- **PROBLEM DESCRIPTION**
Output the full set of records exactly.

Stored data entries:
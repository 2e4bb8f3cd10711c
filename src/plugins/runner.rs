//! Task orchestration: cache → analyzer → state.
//!
//! One run computes the task's modified files, opens an execution record,
//! runs the task's analyzer, closes the record, and only then advances the
//! cache baseline. A fault closes the record as failed and leaves the
//! baseline untouched, so the next run re-checks the same files.

use crate::core::config::AutomationConfig;
use crate::core::error;
use crate::core::store::Store;
use crate::plugins::analyzer::{AnalysisReport, AnalyzerRunner};
use crate::plugins::cache::CacheManager;
use crate::plugins::docs_check::{self, DocumentationChecker};
use crate::plugins::hook_coverage::{self, HookCoverageAnalyzer};
use crate::plugins::rules::{ApplyOutcome, RuleEngine};
use crate::plugins::state::StateManager;
use serde::Serialize;
use serde_json::{Value as JsonValue, json};
use std::path::PathBuf;
use std::time::Instant;
use tracing::{debug, info};

pub const RULES_TASK: &str = "rules";

#[derive(Debug, Clone, Serialize)]
pub struct TaskOutcome {
    pub task: String,
    pub execution_id: i64,
    /// `None` when the run was forced and every input was re-checked.
    pub modified_files: Option<usize>,
    pub report: AnalysisReport,
    pub elapsed_secs: f64,
    #[serde(skip)]
    pub rendered: String,
}

impl TaskOutcome {
    pub fn success(&self) -> bool {
        self.report.is_clean()
    }
}

pub struct TaskRunner<'a> {
    store: &'a Store,
    config: &'a AutomationConfig,
    cache: &'a mut CacheManager,
    state: &'a mut StateManager,
}

impl<'a> TaskRunner<'a> {
    pub fn new(
        store: &'a Store,
        config: &'a AutomationConfig,
        cache: &'a mut CacheManager,
        state: &'a mut StateManager,
    ) -> Self {
        Self {
            store,
            config,
            cache,
            state,
        }
    }

    pub fn run(&mut self, task: &str, force: bool) -> Result<TaskOutcome, error::AutomationError> {
        if !self.cache.tasks().contains(&task) {
            return Err(error::AutomationError::NotFound(format!(
                "unknown task '{}' (configured: {})",
                task,
                self.cache.tasks().join(", ")
            )));
        }
        let modified = if force {
            None
        } else {
            Some(self.cache.get_modified_files(task))
        };
        let modified_count = modified.as_ref().map(Vec::len);
        debug!(task, force, modified = ?modified_count, "task starting");

        let id = self.state.start_execution(
            task,
            &json!({ "force": force, "modified_files": modified_count }),
        );
        let started = Instant::now();
        let (report, rendered) = match self.execute(task, modified) {
            Ok(done) => done,
            Err(e) => {
                self.state.fail_execution(id, &e.to_string());
                return Err(e);
            }
        };
        let elapsed_secs = started.elapsed().as_secs_f64();
        self.state
            .complete_execution(id, report.is_clean(), elapsed_secs);
        self.cache.update_cache(task)?;
        info!(
            task,
            errors = report.errors.len(),
            warnings = report.warnings.len(),
            elapsed_secs,
            "task finished"
        );

        Ok(TaskOutcome {
            task: task.to_string(),
            execution_id: id,
            modified_files: modified_count,
            report,
            elapsed_secs,
            rendered,
        })
    }

    fn execute(
        &mut self,
        task: &str,
        modified: Option<Vec<PathBuf>>,
    ) -> Result<(AnalysisReport, String), error::AutomationError> {
        let root = &self.store.project_root;
        match task {
            docs_check::ANALYZER_NAME => {
                let checker = DocumentationChecker::new(
                    root,
                    self.config.docs.clone(),
                    self.config.rules.clone(),
                );
                let mut runner = AnalyzerRunner::new(checker, root);
                if let Some(files) = modified {
                    runner.set_modified_files(files);
                }
                let report = runner.analyze(self.state);
                Ok((report, runner.report()))
            }
            hook_coverage::ANALYZER_NAME => {
                let analyzer = HookCoverageAnalyzer::new(root, self.config.hooks.clone());
                let mut runner = AnalyzerRunner::new(analyzer, root);
                if let Some(files) = modified {
                    runner.set_modified_files(files);
                }
                let report = runner.analyze(self.state);
                runner.analyzer().write_artifacts()?;
                Ok((report, runner.report()))
            }
            RULES_TASK => {
                let engine = RuleEngine::load(self.store, self.config);
                let validation = engine.run_validation();
                for rule in engine.rule_set().rules() {
                    let findings: Vec<String> = validation
                        .violations
                        .iter()
                        .filter(|v| v.rules.iter().any(|r| *r == rule.name))
                        .map(ToString::to_string)
                        .collect();
                    let passed = !validation
                        .errors()
                        .any(|v| v.rules.iter().any(|r| *r == rule.name));
                    self.state.record_rule_check(
                        &rule.name,
                        passed,
                        &json!({ "source": "validate", "violations": findings }),
                    );
                }
                let report = AnalysisReport {
                    analyzer: RULES_TASK.to_string(),
                    errors: validation.errors().map(ToString::to_string).collect(),
                    warnings: validation.warnings().map(ToString::to_string).collect(),
                    checks_run: validation.steps.iter().map(|s| s.label.to_string()).collect(),
                    checks_replayed: Vec::new(),
                };
                Ok((report, validation.render()))
            }
            other => Err(error::AutomationError::NotFound(format!(
                "no analyzer handles task '{}'",
                other
            ))),
        }
    }
}

/// Apply rules for `context` and append every result to the rule history.
pub fn apply_rules_recorded(
    engine: &RuleEngine,
    state: &StateManager,
    context: &str,
    data: &JsonValue,
) -> ApplyOutcome {
    let outcome = engine.apply_rules(context, data);
    for name in &outcome.applied {
        if let Some(result) = outcome.results.get(name) {
            let details = serde_json::to_value(result).unwrap_or(JsonValue::Null);
            state.record_rule_check(name, result.passed(), &details);
        }
    }
    outcome
}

- **TASK SOLUTION**
repository 2e4bb8f3cd10711c
filename src/plugins/runner.rs
//! Task orchestration: cache → analyzer → state.
//!
//! One run computes the task's modified files, opens an execution record,
//! runs the task's analyzer, closes the record, and only then advances the
//! cache baseline. A fault closes the record as failed and leaves the
//! baseline untouched, so the next run re-checks the same files.

use crate::core::config::AutomationConfig;
use crate::core::error;
use crate::core::store::Store;
use crate::plugins::analyzer::{AnalysisReport, AnalyzerRunner};
use crate::plugins::cache::CacheManager;
use crate::plugins::docs_check::{self, DocumentationChecker};
use crate::plugins::hook_coverage::{self, HookCoverageAnalyzer};
use crate::plugins::rules::{ApplyOutcome, RuleEngine};
use crate::plugins::state::StateManager;
use serde::Serialize;
use serde_json::{Value as JsonValue, json};
use std::path::PathBuf;
use std::time::Instant;
use tracing::{debug, info};

pub const RULES_TASK: &str = "rules";

#[derive(Debug, Clone, Serialize)]
pub struct TaskOutcome {
    pub task: String,
    pub execution_id: i64,
    /// `None` when the run was forced and every input was re-checked.
    pub modified_files: Option<usize>,
    pub report: AnalysisReport,
    pub elapsed_secs: f64,
    #[serde(skip)]
    pub rendered: String,
}

impl TaskOutcome {
    pub fn success(&self) -> bool {
        self.report.is_clean()
    }
}

pub struct TaskRunner<'a> {
    store: &'a Store,
    config: &'a AutomationConfig,
    cache: &'a mut CacheManager,
    state: &'a mut StateManager,
}

impl<'a> TaskRunner<'a> {
    pub fn new(
        store: &'a Store,
        config: &'a AutomationConfig,
        cache: &'a mut CacheManager,
        state: &'a mut StateManager,
    ) -> Self {
        Self {
            store,
            config,
            cache,
            state,
        }
    }

    pub fn run(&mut self, task: &str, force: bool) -> Result<TaskOutcome, error::AutomationError> {
        if !self.cache.tasks().contains(&task) {
            return Err(error::AutomationError::NotFound(format!(
                "unknown task '{}' (configured: {})",
                task,
                self.cache.tasks().join(", ")
            )));
        }
        let modified = if force {
            None
        } else {
            Some(self.cache.get_modified_files(task))
        };
        let modified_count = modified.as_ref().map(Vec::len);
        debug!(task, force, modified = ?modified_count, "task starting");

        let id = self.state.start_execution(
            task,
            &json!({ "force": force, "modified_files": modified_count }),
        );
        let started = Instant::now();
        let (report, rendered) = match self.execute(task, modified) {
            Ok(done) => done,
            Err(e) => {
                self.state.fail_execution(id, &e.to_string());
                return Err(e);
            }
        };
        let elapsed_secs = started.elapsed().as_secs_f64();
        self.state
            .complete_execution(id, report.is_clean(), elapsed_secs);
        self.cache.update_cache(task)?;
        info!(
            task,
            errors = report.errors.len(),
            warnings = report.warnings.len(),
            elapsed_secs,
            "task finished"
        );

        Ok(TaskOutcome {
            task: task.to_string(),
            execution_id: id,
            modified_files: modified_count,
            report,
            elapsed_secs,
            rendered,
        })
    }

    fn execute(
        &mut self,
        task: &str,
        modified: Option<Vec<PathBuf>>,
    ) -> Result<(AnalysisReport, String), error::AutomationError> {
        let root = &self.store.project_root;
        match task {
            docs_check::ANALYZER_NAME => {
                let checker = DocumentationChecker::new(
                    root,
                    self.config.docs.clone(),
                    self.config.rules.clone(),
                );
                let mut runner = AnalyzerRunner::new(checker, root);
                if let Some(files) = modified {
                    runner.set_modified_files(files);
                }
                let report = runner.analyze(self.state);
                Ok((report, runner.report()))
            }
            hook_coverage::ANALYZER_NAME => {
                let analyzer = HookCoverageAnalyzer::new(root, self.config.hooks.clone());
                let mut runner = AnalyzerRunner::new(analyzer, root);
                if let Some(files) = modified {
                    runner.set_modified_files(files);
                }
                let report = runner.analyze(self.state);
                runner.analyzer().write_artifacts()?;
                Ok((report, runner.report()))
            }
            RULES_TASK => {
                let engine = RuleEngine::load(self.store, self.config);
                let validation = engine.run_validation();
                for rule in engine.rule_set().rules() {
                    let findings: Vec<String> = validation
                        .violations
                        .iter()
                        .filter(|v| v.rules.iter().any(|r| *r == rule.name))
                        .map(ToString::to_string)
                        .collect();
                    let passed = !validation
                        .errors()
                        .any(|v| v.rules.iter().any(|r| *r == rule.name));
                    self.state.record_rule_check(
                        &rule.name,
                        passed,
                        &json!({ "source": "validate", "violations": findings }),
                    );
                }
                let report = AnalysisReport {
                    analyzer: RULES_TASK.to_string(),
                    errors: validation.errors().map(ToString::to_string).collect(),
                    warnings: validation.warnings().map(ToString::to_string).collect(),
                    checks_run: validation.steps.iter().map(|s| s.label.to_string()).collect(),
                    checks_replayed: Vec::new(),
                };
                Ok((report, validation.render()))
            }
            other => Err(error::AutomationError::NotFound(format!(
                "no analyzer handles task '{}'",
                other
            ))),
        }
    }
}

/// Apply rules for `context` and append every result to the rule history.
pub fn apply_rules_recorded(
    engine: &RuleEngine,
    state: &StateManager,
    context: &str,
    data: &JsonValue,
) -> ApplyOutcome {
    let outcome = engine.apply_rules(context, data);
    for name in &outcome.applied {
        if let Some(result) = outcome.results.get(name) {
            let details = serde_json::to_value(result).unwrap_or(JsonValue::Null);
            state.record_rule_check(name, result.passed(), &details);
        }
    }
    outcome
}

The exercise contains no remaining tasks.